> [Provided entries]:
========
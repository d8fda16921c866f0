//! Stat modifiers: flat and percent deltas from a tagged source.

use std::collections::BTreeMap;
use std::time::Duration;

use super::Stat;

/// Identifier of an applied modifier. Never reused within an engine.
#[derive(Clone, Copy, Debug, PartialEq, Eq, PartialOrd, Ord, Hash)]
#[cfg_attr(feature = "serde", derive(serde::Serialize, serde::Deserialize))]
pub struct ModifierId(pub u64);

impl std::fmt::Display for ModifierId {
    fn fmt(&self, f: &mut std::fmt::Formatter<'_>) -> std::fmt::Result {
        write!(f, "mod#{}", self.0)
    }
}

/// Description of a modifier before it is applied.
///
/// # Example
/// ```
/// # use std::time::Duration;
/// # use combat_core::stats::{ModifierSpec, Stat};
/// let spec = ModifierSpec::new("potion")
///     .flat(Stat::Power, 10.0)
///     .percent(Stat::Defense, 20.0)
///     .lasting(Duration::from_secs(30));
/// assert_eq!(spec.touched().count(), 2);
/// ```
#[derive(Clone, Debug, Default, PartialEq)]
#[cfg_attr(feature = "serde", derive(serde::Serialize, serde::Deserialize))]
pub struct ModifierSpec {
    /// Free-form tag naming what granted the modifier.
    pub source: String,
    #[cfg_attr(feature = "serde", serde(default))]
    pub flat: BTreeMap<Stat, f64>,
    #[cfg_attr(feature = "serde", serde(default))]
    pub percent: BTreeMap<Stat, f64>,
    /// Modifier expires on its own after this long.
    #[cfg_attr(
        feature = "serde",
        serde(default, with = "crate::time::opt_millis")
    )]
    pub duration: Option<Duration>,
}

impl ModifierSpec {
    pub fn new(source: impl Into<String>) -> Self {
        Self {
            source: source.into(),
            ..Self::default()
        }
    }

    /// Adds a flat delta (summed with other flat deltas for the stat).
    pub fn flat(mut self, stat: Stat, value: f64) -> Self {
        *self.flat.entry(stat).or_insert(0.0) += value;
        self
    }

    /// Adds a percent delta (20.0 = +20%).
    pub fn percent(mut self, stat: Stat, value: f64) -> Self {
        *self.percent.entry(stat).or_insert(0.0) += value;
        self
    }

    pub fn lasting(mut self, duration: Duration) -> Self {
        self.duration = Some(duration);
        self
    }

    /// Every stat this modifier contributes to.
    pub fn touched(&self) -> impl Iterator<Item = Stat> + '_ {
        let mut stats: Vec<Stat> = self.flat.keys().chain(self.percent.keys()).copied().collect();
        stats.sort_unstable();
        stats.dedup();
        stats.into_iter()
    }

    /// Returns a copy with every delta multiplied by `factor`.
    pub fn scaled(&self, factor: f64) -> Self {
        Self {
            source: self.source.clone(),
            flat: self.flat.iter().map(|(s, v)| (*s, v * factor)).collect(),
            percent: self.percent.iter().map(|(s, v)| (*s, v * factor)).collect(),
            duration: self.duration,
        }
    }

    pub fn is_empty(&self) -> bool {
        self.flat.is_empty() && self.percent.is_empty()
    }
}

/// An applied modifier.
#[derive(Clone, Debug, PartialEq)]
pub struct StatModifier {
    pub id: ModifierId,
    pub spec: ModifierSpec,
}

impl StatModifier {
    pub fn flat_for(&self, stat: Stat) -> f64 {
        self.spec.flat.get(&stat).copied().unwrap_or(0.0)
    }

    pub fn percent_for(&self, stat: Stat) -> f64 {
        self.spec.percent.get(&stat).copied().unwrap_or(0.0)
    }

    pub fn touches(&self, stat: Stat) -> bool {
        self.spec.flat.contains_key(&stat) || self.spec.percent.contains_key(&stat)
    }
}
========
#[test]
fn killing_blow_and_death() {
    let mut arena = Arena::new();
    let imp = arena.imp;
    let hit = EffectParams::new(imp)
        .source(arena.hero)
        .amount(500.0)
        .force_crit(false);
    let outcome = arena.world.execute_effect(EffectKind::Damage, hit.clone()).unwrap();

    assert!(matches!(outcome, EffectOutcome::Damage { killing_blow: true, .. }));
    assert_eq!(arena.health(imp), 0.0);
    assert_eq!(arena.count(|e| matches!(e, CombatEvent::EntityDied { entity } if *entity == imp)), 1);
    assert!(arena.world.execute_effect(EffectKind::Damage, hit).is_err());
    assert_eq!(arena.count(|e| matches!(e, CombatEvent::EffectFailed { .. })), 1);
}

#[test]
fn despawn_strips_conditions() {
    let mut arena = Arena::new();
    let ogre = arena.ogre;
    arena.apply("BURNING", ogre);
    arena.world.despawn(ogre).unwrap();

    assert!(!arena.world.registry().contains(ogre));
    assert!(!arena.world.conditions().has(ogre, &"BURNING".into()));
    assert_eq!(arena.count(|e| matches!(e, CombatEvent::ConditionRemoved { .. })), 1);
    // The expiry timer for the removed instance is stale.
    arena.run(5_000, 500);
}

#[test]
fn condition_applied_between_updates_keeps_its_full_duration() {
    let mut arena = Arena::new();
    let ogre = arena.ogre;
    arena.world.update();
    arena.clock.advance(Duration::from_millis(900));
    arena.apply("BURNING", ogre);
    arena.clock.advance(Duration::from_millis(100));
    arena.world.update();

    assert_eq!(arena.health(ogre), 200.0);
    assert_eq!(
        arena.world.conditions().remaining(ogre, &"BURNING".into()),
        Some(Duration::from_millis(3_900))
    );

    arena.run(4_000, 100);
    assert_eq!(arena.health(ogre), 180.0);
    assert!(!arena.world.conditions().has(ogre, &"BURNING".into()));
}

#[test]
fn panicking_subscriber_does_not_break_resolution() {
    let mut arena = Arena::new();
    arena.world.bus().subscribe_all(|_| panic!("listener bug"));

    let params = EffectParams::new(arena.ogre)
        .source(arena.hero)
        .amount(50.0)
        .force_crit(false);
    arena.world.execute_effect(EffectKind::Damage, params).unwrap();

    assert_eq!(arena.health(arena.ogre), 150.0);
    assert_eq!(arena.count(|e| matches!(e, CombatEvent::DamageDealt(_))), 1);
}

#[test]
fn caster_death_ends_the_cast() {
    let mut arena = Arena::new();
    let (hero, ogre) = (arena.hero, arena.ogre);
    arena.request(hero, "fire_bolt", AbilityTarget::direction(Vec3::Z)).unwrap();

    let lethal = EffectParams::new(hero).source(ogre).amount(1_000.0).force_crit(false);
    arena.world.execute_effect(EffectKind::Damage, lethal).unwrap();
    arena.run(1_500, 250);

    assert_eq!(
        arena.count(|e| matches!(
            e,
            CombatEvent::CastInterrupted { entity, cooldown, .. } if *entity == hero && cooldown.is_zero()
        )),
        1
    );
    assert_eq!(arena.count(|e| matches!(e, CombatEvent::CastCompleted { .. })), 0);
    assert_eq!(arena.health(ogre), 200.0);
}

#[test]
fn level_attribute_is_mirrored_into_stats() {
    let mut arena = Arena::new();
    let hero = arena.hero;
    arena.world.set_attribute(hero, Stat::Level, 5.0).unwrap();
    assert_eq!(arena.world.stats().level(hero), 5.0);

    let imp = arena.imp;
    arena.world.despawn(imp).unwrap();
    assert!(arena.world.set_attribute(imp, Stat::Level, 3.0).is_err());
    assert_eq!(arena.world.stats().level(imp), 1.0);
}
========
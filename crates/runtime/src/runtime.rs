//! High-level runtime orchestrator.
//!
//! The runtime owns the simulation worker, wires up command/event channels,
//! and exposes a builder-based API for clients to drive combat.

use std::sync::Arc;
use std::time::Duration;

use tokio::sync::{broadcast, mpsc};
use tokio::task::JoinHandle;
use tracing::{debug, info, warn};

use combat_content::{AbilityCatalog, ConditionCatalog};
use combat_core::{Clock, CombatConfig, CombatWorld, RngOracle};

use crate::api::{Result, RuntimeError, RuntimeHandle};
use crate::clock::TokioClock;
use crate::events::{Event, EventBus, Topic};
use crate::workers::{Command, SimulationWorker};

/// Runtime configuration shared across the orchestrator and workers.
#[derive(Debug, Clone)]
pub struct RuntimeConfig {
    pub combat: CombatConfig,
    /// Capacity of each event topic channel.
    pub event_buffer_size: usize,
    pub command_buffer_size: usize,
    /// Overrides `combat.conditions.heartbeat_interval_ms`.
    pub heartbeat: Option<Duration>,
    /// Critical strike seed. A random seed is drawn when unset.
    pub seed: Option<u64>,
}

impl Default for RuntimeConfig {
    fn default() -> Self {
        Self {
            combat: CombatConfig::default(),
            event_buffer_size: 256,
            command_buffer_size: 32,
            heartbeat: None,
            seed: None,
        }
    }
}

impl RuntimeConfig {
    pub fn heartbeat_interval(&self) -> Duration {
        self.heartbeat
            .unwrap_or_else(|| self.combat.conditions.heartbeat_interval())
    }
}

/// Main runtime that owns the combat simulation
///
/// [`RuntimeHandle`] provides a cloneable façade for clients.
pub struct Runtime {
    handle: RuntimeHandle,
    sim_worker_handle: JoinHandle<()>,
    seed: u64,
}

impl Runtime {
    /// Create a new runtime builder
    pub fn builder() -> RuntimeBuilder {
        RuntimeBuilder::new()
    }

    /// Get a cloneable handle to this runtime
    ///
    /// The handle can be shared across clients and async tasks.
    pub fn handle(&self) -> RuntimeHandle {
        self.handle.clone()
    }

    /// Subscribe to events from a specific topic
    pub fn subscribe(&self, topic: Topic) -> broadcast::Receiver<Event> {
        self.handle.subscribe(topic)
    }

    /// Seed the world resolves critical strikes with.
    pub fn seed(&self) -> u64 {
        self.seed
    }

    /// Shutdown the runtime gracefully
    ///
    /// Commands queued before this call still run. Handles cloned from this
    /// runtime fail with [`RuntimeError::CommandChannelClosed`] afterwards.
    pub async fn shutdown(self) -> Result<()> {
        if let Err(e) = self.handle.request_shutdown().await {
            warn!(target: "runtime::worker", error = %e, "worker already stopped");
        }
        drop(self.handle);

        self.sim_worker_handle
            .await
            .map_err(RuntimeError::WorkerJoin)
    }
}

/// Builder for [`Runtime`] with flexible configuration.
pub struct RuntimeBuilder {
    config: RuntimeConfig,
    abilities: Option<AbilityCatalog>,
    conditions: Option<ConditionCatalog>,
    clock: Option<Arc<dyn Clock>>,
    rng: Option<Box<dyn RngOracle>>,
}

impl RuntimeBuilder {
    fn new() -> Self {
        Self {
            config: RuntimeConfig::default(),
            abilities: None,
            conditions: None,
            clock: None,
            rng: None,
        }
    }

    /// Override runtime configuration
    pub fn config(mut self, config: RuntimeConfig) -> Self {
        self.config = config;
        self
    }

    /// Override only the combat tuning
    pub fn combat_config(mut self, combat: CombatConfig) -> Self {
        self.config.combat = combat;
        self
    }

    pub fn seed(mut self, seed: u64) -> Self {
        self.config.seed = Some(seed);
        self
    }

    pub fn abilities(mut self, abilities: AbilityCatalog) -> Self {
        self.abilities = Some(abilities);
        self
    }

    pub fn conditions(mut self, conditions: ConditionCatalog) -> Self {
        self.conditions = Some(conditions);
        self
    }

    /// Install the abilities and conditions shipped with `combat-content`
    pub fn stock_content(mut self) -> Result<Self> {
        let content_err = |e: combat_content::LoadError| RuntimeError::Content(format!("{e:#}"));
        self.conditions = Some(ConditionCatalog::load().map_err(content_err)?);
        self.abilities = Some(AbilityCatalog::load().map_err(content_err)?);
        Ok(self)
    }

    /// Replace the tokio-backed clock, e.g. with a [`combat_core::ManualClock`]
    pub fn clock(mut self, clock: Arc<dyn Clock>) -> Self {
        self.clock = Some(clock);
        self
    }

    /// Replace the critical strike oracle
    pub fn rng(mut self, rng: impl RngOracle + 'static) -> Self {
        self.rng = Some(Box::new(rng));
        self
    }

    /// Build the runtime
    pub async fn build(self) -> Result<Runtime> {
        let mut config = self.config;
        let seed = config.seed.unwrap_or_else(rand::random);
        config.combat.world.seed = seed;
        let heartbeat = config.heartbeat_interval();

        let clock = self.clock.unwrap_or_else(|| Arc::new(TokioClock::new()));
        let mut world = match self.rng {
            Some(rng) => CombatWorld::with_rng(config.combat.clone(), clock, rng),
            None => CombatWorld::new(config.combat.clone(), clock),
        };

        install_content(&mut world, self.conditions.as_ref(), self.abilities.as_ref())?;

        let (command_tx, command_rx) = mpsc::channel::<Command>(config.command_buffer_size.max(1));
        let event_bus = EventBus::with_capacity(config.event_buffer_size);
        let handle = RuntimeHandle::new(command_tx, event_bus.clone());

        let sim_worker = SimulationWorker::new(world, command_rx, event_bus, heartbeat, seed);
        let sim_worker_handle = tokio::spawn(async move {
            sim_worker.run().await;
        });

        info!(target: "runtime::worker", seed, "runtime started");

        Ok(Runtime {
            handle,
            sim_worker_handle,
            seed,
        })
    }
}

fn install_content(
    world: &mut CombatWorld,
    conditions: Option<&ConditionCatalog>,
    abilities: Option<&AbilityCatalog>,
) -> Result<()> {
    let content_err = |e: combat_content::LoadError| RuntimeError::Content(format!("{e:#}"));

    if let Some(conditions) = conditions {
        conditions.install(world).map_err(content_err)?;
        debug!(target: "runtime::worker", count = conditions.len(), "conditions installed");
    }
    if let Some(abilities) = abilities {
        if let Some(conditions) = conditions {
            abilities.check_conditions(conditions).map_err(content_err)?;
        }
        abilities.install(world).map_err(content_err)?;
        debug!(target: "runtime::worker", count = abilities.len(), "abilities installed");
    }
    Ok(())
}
========
> [Exercise requirements]: If a line in the listing includes the word "RuntimeHandle", it counts; report the number of such lines and nothing else.

> [Reply]: 5